*Problem to solve*
Across the listing that follows, establish how many lines contain the string "usize" and provide that number by itself.

*Entries supplied*
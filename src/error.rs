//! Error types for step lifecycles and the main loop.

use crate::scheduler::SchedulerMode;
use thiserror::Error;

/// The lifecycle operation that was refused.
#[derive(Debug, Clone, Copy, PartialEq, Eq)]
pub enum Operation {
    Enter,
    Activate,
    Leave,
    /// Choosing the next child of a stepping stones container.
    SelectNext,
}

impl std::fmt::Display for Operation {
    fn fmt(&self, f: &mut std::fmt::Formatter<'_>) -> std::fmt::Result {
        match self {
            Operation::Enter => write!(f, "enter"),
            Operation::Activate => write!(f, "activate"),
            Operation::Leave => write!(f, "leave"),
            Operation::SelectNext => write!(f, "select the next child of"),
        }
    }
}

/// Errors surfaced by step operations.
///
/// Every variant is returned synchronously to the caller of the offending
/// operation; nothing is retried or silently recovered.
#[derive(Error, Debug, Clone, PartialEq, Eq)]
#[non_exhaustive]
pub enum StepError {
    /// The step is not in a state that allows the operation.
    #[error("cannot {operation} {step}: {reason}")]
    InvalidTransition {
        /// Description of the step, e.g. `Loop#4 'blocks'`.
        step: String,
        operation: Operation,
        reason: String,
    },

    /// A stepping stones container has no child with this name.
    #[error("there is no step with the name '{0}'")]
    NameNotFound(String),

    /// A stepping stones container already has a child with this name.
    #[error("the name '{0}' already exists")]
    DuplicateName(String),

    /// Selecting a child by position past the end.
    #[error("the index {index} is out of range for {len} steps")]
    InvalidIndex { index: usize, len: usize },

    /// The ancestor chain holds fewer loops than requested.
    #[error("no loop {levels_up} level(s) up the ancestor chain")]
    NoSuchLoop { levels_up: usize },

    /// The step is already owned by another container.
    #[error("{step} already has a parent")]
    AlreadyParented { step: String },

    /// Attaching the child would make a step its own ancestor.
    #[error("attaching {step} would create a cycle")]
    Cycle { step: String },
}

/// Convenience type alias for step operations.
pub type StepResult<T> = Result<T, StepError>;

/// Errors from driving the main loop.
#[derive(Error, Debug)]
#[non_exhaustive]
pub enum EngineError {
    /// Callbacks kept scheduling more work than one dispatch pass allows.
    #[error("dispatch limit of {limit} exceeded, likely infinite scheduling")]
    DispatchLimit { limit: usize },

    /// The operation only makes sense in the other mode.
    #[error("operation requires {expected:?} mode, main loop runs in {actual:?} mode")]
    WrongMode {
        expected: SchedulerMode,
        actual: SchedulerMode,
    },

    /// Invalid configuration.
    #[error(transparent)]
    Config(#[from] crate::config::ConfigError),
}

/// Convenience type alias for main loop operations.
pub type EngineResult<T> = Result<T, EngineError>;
* * *
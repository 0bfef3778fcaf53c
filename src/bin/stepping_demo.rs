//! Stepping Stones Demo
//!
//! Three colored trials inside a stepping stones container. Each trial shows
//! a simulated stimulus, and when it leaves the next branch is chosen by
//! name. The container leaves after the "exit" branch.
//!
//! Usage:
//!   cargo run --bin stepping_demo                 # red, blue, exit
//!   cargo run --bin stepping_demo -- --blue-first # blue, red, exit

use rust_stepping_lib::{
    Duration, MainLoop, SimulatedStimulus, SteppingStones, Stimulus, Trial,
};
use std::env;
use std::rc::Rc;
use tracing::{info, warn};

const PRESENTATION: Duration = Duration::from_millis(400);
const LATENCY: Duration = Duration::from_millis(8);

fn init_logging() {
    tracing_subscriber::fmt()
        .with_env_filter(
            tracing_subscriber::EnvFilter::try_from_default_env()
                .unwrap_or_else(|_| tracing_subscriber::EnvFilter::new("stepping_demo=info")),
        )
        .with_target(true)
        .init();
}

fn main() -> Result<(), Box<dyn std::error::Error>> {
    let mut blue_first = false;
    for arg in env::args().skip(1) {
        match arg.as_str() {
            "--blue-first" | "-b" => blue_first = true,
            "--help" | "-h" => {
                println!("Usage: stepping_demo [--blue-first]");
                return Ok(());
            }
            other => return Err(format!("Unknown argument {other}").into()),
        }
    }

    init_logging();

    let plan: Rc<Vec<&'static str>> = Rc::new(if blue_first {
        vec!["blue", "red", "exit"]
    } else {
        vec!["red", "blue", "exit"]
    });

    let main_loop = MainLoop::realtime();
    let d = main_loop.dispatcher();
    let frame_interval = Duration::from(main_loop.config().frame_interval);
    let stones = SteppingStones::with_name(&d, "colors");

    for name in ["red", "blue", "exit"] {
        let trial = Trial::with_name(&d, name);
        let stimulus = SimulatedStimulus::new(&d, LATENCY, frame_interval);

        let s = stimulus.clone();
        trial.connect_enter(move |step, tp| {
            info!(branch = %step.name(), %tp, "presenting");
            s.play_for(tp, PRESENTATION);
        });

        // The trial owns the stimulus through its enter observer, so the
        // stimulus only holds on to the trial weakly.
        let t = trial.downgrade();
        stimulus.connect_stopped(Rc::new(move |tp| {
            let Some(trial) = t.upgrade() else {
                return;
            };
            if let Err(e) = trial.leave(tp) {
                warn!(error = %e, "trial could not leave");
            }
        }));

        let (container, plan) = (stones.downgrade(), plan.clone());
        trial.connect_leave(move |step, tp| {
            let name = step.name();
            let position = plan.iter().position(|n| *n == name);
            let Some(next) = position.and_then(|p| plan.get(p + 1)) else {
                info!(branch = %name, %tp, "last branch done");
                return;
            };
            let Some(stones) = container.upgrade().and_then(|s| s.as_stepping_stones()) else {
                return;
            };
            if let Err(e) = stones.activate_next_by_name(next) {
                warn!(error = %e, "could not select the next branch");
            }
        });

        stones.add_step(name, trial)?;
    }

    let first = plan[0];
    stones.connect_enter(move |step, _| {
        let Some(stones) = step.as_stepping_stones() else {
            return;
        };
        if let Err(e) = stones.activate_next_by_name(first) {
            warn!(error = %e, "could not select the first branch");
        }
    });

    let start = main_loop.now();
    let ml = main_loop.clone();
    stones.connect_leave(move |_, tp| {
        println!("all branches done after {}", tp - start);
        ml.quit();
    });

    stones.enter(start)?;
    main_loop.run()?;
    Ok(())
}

*Response to this task*
3